Even if you have only a cursory interest in mindfulness, Purser’s piece deserves a read. He documents how secular mindfulness, having found itself as a major player in the ‘mood economy’, is succumbing to a graceless slide into a swamp of greed and exploitation – the very swamp it was designed to steer practitioners away from in the first place.
Selling the Family Silver
Here lies the perennial problem of all liberation movements, whether they be ‘inner’ or ‘outer’: what starts out as a revolution becomes a surrender. In this case, the quest for a better life, a fairer world, gets hijacked, privatised and co-opted for social, economic and political control. According to Purser, the commodification of mindfulness has left it “void of a moral compass or ethical commitments, unmoored from a vision of the social good.”

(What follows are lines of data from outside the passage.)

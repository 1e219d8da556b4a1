use std::{fmt, str::FromStr};

use serde::{Deserialize, Serialize};
use time::OffsetDateTime;

/// Column width of `users.name`.
pub const MAX_NAME_LEN: usize = 255;

/// Trims a display name and checks it fits the column. Empty is allowed.
pub fn validate_name(raw: &str) -> Result<String, String> {
    let name = raw.trim();
    if name.chars().count() > MAX_NAME_LEN {
        return Err(format!(
            "name must be at most {MAX_NAME_LEN} characters"
        ));
    }
    Ok(name.to_string())
}

/// Authorization level of an account.
#[derive(Debug, Default, Clone, Copy, PartialEq, Eq, Serialize, Deserialize)]
#[serde(rename_all = "lowercase")]
pub enum Role {
    #[default]
    User,
    Staff,
    Superuser,
}

impl Role {
    pub fn as_str(self) -> &'static str {
        match self {
            Role::User => "user",
            Role::Staff => "staff",
            Role::Superuser => "superuser",
        }
    }

    pub fn is_staff(self) -> bool {
        matches!(self, Role::Staff | Role::Superuser)
    }

    pub fn is_superuser(self) -> bool {
        self == Role::Superuser
    }
}

impl fmt::Display for Role {
    fn fmt(&self, f: &mut fmt::Formatter<'_>) -> fmt::Result {
        f.write_str(self.as_str())
    }
}

impl FromStr for Role {
    type Err = String;

    fn from_str(s: &str) -> Result<Self, Self::Err> {
        match s {
            "user" => Ok(Role::User),
            "staff" => Ok(Role::Staff),
            "superuser" => Ok(Role::Superuser),
            other => Err(format!("unknown role `{other}`")),
        }
    }
}

#[derive(Debug, Clone)]
pub struct User {
    pub id: i64,
    pub email: String,
    pub password_hash: String, // argon2 PHC string, never exposed
    pub name: String,
    pub is_active: bool,
    pub role: Role,
    pub created_at: OffsetDateTime,
}

impl User {
    pub fn is_staff(&self) -> bool {
        self.role.is_staff()
    }

    pub fn is_superuser(&self) -> bool {
        self.role.is_superuser()
    }
}

/// Optional attributes accepted at creation time.
#[derive(Debug, Clone)]
pub struct UserExtras {
    pub name: String,
    pub is_active: bool,
    pub role: Role,
}

impl Default for UserExtras {
    fn default() -> Self {
        Self {
            name: String::new(),
            is_active: true,
            role: Role::User,
        }
    }
}

/// A row ready to be persisted: email already normalized, password already hashed.
#[derive(Debug, Clone)]
pub struct NewUser {
    pub email: String,
    pub password_hash: String,
    pub name: String,
    pub is_active: bool,
    pub role: Role,
}

#[derive(Debug, Clone, Default)]
pub struct ProfileUpdate {
    pub name: Option<String>,
    pub password: Option<String>,
}

#[derive(Debug, Clone, Default)]
pub struct UserChanges {
    pub name: Option<String>,
    pub password_hash: Option<String>,
}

In recent years, a lucrative self-help industry has found ingenious ways of packaging mindfulness and selling it as a technique for stress-reduction and “personal life-hacking optimisation.” In so doing, its practice often degrades into a form of “auto-exploitation” whereby it merely aids one’s capacity to cope with the socio-economic toxicity that precipitated one’s stress in the first place.
Who could have predicted that, only a decade ago, the so-called mindfulness revolution would wind up as the touchy-feely arm of a profiteering medico-wellbeing industry that never wastes an opportunity to pathologise stress in order to generate rationales, remedies and treatments for it?